WHAT YOU WILL DO = Among the records below, find the lines containing "Usage" and state only how many there are.

DATA FOR THIS EXERCISE =
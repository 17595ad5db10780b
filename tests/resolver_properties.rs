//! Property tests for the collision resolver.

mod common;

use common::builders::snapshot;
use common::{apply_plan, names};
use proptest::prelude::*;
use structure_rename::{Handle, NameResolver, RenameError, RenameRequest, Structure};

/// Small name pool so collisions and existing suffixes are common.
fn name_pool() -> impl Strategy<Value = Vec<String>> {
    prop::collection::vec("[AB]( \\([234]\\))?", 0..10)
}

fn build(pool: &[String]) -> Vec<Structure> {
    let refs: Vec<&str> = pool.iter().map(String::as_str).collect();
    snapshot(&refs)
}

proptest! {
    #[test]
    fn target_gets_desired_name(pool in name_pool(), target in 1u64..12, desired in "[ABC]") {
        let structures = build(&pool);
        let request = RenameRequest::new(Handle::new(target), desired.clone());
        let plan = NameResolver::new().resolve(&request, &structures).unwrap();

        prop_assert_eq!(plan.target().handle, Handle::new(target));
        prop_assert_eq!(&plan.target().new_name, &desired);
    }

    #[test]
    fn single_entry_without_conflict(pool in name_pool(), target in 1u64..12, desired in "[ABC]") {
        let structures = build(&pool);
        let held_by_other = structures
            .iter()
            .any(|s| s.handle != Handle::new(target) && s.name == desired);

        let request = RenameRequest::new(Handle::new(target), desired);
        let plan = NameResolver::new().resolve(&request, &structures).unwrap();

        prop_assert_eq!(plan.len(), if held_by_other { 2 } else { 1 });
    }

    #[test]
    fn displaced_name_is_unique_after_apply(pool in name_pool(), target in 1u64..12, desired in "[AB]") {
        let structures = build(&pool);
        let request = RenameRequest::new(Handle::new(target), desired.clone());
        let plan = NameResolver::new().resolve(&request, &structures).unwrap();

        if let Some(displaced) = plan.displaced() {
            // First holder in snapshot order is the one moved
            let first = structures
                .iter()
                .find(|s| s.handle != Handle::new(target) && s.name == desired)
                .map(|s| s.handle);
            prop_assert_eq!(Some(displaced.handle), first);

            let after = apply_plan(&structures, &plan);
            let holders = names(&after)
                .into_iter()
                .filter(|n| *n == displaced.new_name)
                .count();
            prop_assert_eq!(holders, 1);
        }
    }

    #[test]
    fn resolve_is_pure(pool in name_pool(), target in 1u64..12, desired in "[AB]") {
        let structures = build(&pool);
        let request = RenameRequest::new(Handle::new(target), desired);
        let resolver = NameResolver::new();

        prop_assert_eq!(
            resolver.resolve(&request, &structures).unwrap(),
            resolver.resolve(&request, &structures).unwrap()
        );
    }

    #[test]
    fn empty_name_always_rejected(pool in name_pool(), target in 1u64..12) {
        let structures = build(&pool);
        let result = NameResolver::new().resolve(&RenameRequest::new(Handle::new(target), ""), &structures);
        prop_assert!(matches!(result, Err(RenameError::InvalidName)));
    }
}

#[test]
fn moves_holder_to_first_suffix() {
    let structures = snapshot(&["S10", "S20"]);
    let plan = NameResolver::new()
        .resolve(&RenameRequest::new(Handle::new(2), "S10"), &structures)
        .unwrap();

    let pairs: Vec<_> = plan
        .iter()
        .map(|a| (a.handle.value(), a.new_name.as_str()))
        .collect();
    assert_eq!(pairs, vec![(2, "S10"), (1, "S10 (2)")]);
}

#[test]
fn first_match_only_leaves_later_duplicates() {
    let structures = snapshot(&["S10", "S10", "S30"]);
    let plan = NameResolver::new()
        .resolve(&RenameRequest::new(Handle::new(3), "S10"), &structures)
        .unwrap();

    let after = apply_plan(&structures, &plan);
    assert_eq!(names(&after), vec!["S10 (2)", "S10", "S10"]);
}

--

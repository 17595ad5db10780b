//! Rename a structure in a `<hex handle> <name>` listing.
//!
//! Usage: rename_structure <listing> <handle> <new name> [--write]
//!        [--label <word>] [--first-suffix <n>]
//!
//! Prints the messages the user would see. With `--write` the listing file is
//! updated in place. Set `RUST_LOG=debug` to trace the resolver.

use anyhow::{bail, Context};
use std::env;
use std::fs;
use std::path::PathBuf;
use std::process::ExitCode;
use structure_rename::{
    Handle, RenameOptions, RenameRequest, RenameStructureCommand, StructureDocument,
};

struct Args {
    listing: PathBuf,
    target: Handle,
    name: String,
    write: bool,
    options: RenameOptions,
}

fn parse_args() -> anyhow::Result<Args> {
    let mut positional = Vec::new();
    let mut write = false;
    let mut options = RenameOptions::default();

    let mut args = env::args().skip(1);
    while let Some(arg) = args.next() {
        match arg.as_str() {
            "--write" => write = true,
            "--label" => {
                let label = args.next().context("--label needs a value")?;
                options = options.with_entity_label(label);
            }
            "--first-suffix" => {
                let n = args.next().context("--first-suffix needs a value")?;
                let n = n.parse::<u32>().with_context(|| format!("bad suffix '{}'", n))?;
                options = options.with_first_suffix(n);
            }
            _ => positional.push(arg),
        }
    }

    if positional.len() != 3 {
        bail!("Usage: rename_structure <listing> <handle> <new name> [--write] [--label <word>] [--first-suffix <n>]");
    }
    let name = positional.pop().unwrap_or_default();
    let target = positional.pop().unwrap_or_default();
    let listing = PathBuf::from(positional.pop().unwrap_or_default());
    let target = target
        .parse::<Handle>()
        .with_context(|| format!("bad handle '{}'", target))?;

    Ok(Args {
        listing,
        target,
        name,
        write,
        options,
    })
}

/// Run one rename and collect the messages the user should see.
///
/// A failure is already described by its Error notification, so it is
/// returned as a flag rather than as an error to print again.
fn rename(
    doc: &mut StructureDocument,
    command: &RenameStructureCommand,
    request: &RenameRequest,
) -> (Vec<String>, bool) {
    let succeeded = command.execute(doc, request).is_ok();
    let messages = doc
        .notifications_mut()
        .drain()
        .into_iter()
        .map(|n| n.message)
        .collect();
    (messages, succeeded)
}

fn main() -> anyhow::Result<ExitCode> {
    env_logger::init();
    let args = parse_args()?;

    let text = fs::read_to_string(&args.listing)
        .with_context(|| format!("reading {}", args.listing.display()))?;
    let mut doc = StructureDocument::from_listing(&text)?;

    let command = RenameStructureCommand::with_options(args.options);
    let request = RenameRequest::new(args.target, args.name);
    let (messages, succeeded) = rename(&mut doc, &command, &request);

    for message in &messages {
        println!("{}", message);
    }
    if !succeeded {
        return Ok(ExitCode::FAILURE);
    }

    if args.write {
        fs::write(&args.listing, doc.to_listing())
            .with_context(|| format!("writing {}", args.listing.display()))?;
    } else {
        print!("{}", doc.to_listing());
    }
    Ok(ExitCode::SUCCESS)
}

--

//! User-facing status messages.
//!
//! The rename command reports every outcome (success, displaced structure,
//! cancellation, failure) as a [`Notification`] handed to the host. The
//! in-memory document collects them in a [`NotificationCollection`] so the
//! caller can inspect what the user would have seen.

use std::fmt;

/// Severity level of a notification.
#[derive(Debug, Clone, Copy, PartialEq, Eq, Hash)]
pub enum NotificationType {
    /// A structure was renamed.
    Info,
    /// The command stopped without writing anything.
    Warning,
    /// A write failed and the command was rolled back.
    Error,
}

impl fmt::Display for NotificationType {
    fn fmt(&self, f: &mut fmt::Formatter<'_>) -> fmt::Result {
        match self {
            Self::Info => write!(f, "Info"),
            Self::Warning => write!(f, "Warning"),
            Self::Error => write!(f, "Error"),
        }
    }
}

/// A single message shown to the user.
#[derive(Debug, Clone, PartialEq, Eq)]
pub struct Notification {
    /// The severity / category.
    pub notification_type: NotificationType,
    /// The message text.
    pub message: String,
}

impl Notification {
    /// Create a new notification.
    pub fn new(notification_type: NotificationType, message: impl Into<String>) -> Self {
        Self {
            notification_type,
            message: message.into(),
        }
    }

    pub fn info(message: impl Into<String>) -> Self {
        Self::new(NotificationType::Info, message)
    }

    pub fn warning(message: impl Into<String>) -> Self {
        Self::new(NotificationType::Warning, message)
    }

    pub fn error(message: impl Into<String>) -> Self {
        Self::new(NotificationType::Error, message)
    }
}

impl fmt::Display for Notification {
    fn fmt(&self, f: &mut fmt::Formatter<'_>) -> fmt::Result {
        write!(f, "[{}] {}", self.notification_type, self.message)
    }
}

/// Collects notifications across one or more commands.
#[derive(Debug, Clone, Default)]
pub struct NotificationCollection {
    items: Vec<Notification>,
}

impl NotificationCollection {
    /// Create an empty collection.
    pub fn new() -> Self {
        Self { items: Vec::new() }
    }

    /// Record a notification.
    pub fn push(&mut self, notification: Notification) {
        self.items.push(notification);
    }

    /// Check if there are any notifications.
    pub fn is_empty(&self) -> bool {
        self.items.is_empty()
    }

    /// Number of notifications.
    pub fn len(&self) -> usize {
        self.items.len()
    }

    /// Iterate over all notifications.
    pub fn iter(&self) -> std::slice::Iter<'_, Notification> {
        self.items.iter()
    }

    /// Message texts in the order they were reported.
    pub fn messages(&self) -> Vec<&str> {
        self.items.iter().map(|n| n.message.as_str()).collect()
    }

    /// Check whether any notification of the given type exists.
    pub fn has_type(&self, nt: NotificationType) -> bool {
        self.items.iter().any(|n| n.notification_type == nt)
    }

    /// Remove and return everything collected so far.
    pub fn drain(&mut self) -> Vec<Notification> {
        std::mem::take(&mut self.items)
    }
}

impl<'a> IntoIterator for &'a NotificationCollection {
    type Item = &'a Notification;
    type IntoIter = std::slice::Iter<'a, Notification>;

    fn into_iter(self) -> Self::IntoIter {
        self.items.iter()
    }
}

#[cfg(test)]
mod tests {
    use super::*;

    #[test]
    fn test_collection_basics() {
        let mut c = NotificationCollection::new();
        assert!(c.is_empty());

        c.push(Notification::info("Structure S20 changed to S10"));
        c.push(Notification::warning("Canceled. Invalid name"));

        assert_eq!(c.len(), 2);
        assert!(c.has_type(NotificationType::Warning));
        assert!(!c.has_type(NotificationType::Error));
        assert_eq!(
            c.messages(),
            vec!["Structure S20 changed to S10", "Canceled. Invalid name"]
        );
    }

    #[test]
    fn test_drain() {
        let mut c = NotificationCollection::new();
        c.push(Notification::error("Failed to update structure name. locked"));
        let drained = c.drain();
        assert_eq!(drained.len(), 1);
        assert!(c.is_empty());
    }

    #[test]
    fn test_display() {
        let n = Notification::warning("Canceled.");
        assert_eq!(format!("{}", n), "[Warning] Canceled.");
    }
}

RESULT OF THE EXERCISE = 2